> What the exercise asks
From the first line of the records below through the line containing "every position's baselines", copy everything exactly and nothing more.

════

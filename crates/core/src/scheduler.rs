//! Poll loop driving valuation, thresholds, withdrawals and reporting.
//!
//! One cycle runs to completion before the next starts, and positions are
//! processed one at a time, so the registry and every position's baselines
//! have a single writer.

use alloy::primitives::Address;
use anyhow::{Context, Result};
use std::sync::Arc;
use std::time::{Duration, Instant};
use tokio_util::sync::CancellationToken;
use tracing::{debug, error, info, instrument, warn};
use watcher_chain::LiquidityClient;

use crate::config::{Thresholds, WatcherConfig};
use crate::portfolio::{PortfolioAggregator, PortfolioReport};
use crate::position_tracker::PositionTracker;
use crate::registry::PositionRegistry;
use crate::retry::{with_retry, RetryPolicy};
use crate::threshold::{Direction, ThresholdEvent};
use crate::valuation::{value_position, PositionSnapshot};

/// Scheduler settings, derived from [`WatcherConfig`].
#[derive(Debug, Clone)]
pub struct WatcherSettings {
    pub value_token: Address,
    pub thresholds: Thresholds,
    pub poll_interval: Duration,
    pub report_all_every: Duration,
    pub removal_baseline_reset: Duration,
    pub failure_backoff: Duration,
    /// Applied to each position's valuation
    pub retry: RetryPolicy,
}

impl WatcherSettings {
    pub fn from_config(config: &WatcherConfig) -> Self {
        Self {
            value_token: config.value_currency,
            thresholds: config.thresholds.clone(),
            poll_interval: config.schedule.poll_interval(),
            report_all_every: config.schedule.report_all_every(),
            removal_baseline_reset: config.schedule.removal_baseline_reset(),
            failure_backoff: config.schedule.failure_backoff(),
            retry: RetryPolicy::with_attempts(config.chain.rpc_attempts),
        }
    }
}

/// Two independent periodic deadlines, each advanced only when it fires.
#[derive(Debug, Clone)]
struct Deadlines {
    full_report: Instant,
    full_report_every: Duration,
    removal_reset: Instant,
    removal_reset_every: Duration,
}

impl Deadlines {
    fn new(start: Instant, full_report_every: Duration, removal_reset_every: Duration) -> Self {
        Self {
            full_report: start + full_report_every,
            full_report_every,
            removal_reset: start + removal_reset_every,
            removal_reset_every,
        }
    }

    fn full_report_due(&mut self, now: Instant) -> bool {
        fire(&mut self.full_report, self.full_report_every, now)
    }

    fn removal_reset_due(&mut self, now: Instant) -> bool {
        fire(&mut self.removal_reset, self.removal_reset_every, now)
    }
}

fn fire(deadline: &mut Instant, period: Duration, now: Instant) -> bool {
    if now >= *deadline {
        *deadline = now + period;
        true
    } else {
        false
    }
}

/// Summary of one poll cycle.
#[derive(Debug, Clone, Default)]
pub struct CycleReport {
    /// Fresh valuations plus the last known value of each skipped position
    pub total: f64,
    pub valued: usize,
    pub skipped: usize,
    pub withdrawn: Vec<Address>,
    pub portfolio: Option<PortfolioReport>,
    /// Shutdown was requested before every position was processed
    pub cancelled: bool,
}

/// The liquidity watcher: owns the registry and all per-position state.
pub struct Watcher {
    client: Arc<dyn LiquidityClient>,
    settings: WatcherSettings,
    registry: PositionRegistry,
    tracker: PositionTracker,
    portfolio: PortfolioAggregator,
    deadlines: Deadlines,
    value_symbol: String,
    shutdown: CancellationToken,
}

impl Watcher {
    pub fn new(
        client: Arc<dyn LiquidityClient>,
        settings: WatcherSettings,
        registry: PositionRegistry,
        shutdown: CancellationToken,
    ) -> Self {
        let deadlines = Deadlines::new(
            Instant::now(),
            settings.report_all_every,
            settings.removal_baseline_reset,
        );
        Self {
            client,
            portfolio: PortfolioAggregator::new(settings.thresholds.percent_report_change),
            settings,
            registry,
            tracker: PositionTracker::new(),
            deadlines,
            value_symbol: String::new(),
            shutdown,
        }
    }

    pub fn registry(&self) -> &PositionRegistry {
        &self.registry
    }

    pub fn tracker(&self) -> &PositionTracker {
        &self.tracker
    }

    pub fn value_symbol(&self) -> &str {
        &self.value_symbol
    }

    /// Resolve the value currency and fill an empty registry from the chain.
    #[instrument(skip(self))]
    pub async fn bootstrap(&mut self) -> Result<()> {
        let client = Arc::clone(&self.client);
        let value_token = self.settings.value_token;

        let shutdown = &self.shutdown;
        self.value_symbol = with_retry(&self.settings.retry, shutdown, "resolve_symbol", || {
            client.resolve_symbol(value_token)
        })
        .await
        .context("resolving value currency symbol")?;

        info!(
            account = %client.account(),
            "Interval: {}s. Currency: {}.",
            self.settings.poll_interval.as_secs(),
            self.value_symbol
        );

        if self.registry.is_empty() {
            info!("No pools found. Searching for liquidity pools...");
            let pairs = with_retry(&self.settings.retry, &self.shutdown, "list_positions", || {
                client.list_positions_with_balance()
            })
            .await
            .context("listing positions with balance")?;

            for pair in pairs {
                self.registry.upsert(pair, 0.0);
            }
            info!("Found {} pools!", self.registry.len());
        } else {
            info!(
                path = %self.registry.path().display(),
                "Loaded {} pools from registry",
                self.registry.len()
            );
        }

        self.registry
            .save()
            .with_context(|| format!("writing registry {}", self.registry.path().display()))?;
        Ok(())
    }

    /// Poll until shutdown is requested.
    pub async fn run(&mut self) -> Result<()> {
        info!(
            positions = self.registry.len(),
            poll_interval_secs = self.settings.poll_interval.as_secs(),
            "Watcher started"
        );

        while !self.shutdown.is_cancelled() {
            let report = self.poll_cycle(Instant::now()).await;
            debug!(
                total = report.total,
                valued = report.valued,
                skipped = report.skipped,
                withdrawn = report.withdrawn.len(),
                "Cycle complete"
            );

            tokio::select! {
                _ = tokio::time::sleep(self.settings.poll_interval) => {}
                _ = self.shutdown.cancelled() => {}
            }
        }

        info!("Shutdown requested, watcher stopped");
        Ok(())
    }

    /// Run one cycle at time `now`.
    #[instrument(skip(self, now), fields(positions = self.registry.len()))]
    pub async fn poll_cycle(&mut self, now: Instant) -> CycleReport {
        let mut report = CycleReport::default();
        if self.shutdown.is_cancelled() {
            report.cancelled = true;
            return report;
        }

        let full_report = self.deadlines.full_report_due(now);
        if full_report {
            debug!("Full report due");
            self.tracker.clear_report_markers();
        }
        if self.deadlines.removal_reset_due(now) {
            info!("Resetting removal baselines");
            self.tracker.reset_removal_baselines();
        }

        for pair in self.registry.pairs() {
            if self.shutdown.is_cancelled() {
                report.cancelled = true;
                break;
            }

            let Some(snapshot) = self.value(pair).await else {
                if self.shutdown.is_cancelled() {
                    report.cancelled = true;
                    break;
                }
                report.skipped += 1;
                // Keep the portfolio total comparable across an outage
                report.total += self.registry.last_value(&pair).unwrap_or(0.0);
                self.failure_backoff().await;
                continue;
            };

            report.valued += 1;
            report.total += snapshot.total_value;
            self.registry.upsert(pair, snapshot.total_value);

            if self.process(&snapshot).await {
                report.withdrawn.push(pair);
            }
        }

        if !report.cancelled {
            report.portfolio = self.portfolio.observe(report.total, full_report);
            if let Some(total) = &report.portfolio {
                info!(
                    reason = ?total.reason,
                    "Total (in {}): {}",
                    self.value_symbol,
                    total.total
                );
            }
        }

        for pair in &report.withdrawn {
            self.registry.remove(pair);
            self.tracker.remove(pair);
        }

        if let Err(e) = self.registry.save() {
            error!(
                path = %self.registry.path().display(),
                error = %e,
                "Failed to save registry"
            );
        }

        report
    }

    async fn value(&self, pair: Address) -> Option<PositionSnapshot> {
        let client = Arc::clone(&self.client);
        let value_token = self.settings.value_token;
        let shutdown = &self.shutdown;
        let result = with_retry(&self.settings.retry, shutdown, "value_position", || {
            value_position(client.as_ref(), pair, value_token, shutdown)
        })
        .await;

        match result {
            Ok(snapshot) => Some(snapshot),
            Err(e) if shutdown.is_cancelled() => {
                debug!(pair = %pair, error = %e, "Valuation abandoned on shutdown");
                None
            }
            Err(e) => {
                warn!(pair = %pair, error = %e, "Could not value position, skipping this cycle");
                None
            }
        }
    }

    /// Apply thresholds to one snapshot. Returns true when a withdrawal was dispatched.
    async fn process(&mut self, snapshot: &PositionSnapshot) -> bool {
        let pair = snapshot.pair;
        let observation = self
            .tracker
            .observe(pair, snapshot.total_value, &self.settings.thresholds);

        if self.tracker.needs_full_report(&pair) {
            info!(
                pair = %pair,
                "{}. {}: {:.5}. {}: {:.5}. value: {:.5}.",
                snapshot.label,
                snapshot.symbol_a,
                snapshot.amount_a,
                snapshot.symbol_b,
                snapshot.amount_b,
                snapshot.total_value
            );
            self.tracker.mark_reported(&pair);
        }
        if observation.first_seen {
            return false;
        }

        let mut withdrawn = false;
        for event in observation.events {
            match event {
                ThresholdEvent::Changed {
                    direction,
                    value,
                    previous,
                } => {
                    info!(
                        pair = %pair,
                        "{} is {} to {:.7} from {:.7}!",
                        snapshot.label, direction, value, previous
                    );
                }
                ThresholdEvent::WithdrawRequested {
                    direction,
                    baseline,
                    value,
                    percent,
                } => {
                    let moved = match direction {
                        Direction::Down => "down",
                        Direction::Up => "up",
                    };
                    warn!(
                        pair = %pair,
                        baseline = baseline,
                        value = value,
                        "WARNING: {} is {} {} percent.",
                        snapshot.label, moved, percent
                    );
                    self.withdraw(snapshot).await;
                    withdrawn = true;
                }
            }
        }
        withdrawn
    }

    /// Exactly one withdrawal call; the outcome is only logged.
    async fn withdraw(&self, snapshot: &PositionSnapshot) {
        info!(pair = %snapshot.pair, "Removing liquidity from pair: {}...", snapshot.label);
        match self.client.withdraw_all(snapshot.pair).await {
            Ok(outcome) if outcome.success => {
                info!(
                    pair = %snapshot.pair,
                    tx_hash = ?outcome.tx_hash,
                    "Liquidity removed from {}",
                    snapshot.label
                );
            }
            Ok(_) => {
                warn!(pair = %snapshot.pair, "Nothing withdrawn from {}", snapshot.label);
            }
            Err(e) => {
                error!(
                    pair = %snapshot.pair,
                    error = %e,
                    "Withdrawal from {} failed",
                    snapshot.label
                );
            }
        }
    }

    async fn failure_backoff(&self) {
        if self.settings.failure_backoff.is_zero() {
            return;
        }
        tokio::select! {
            _ = tokio::time::sleep(self.settings.failure_backoff) => {}
            _ = self.shutdown.cancelled() => {}
        }
    }
}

════

> Written reply
filename crates/core/src/scheduler.rs
//! Poll loop driving valuation, thresholds, withdrawals and reporting.
//!
//! One cycle runs to completion before the next starts, and positions are
//! processed one at a time, so the registry and every position's baselines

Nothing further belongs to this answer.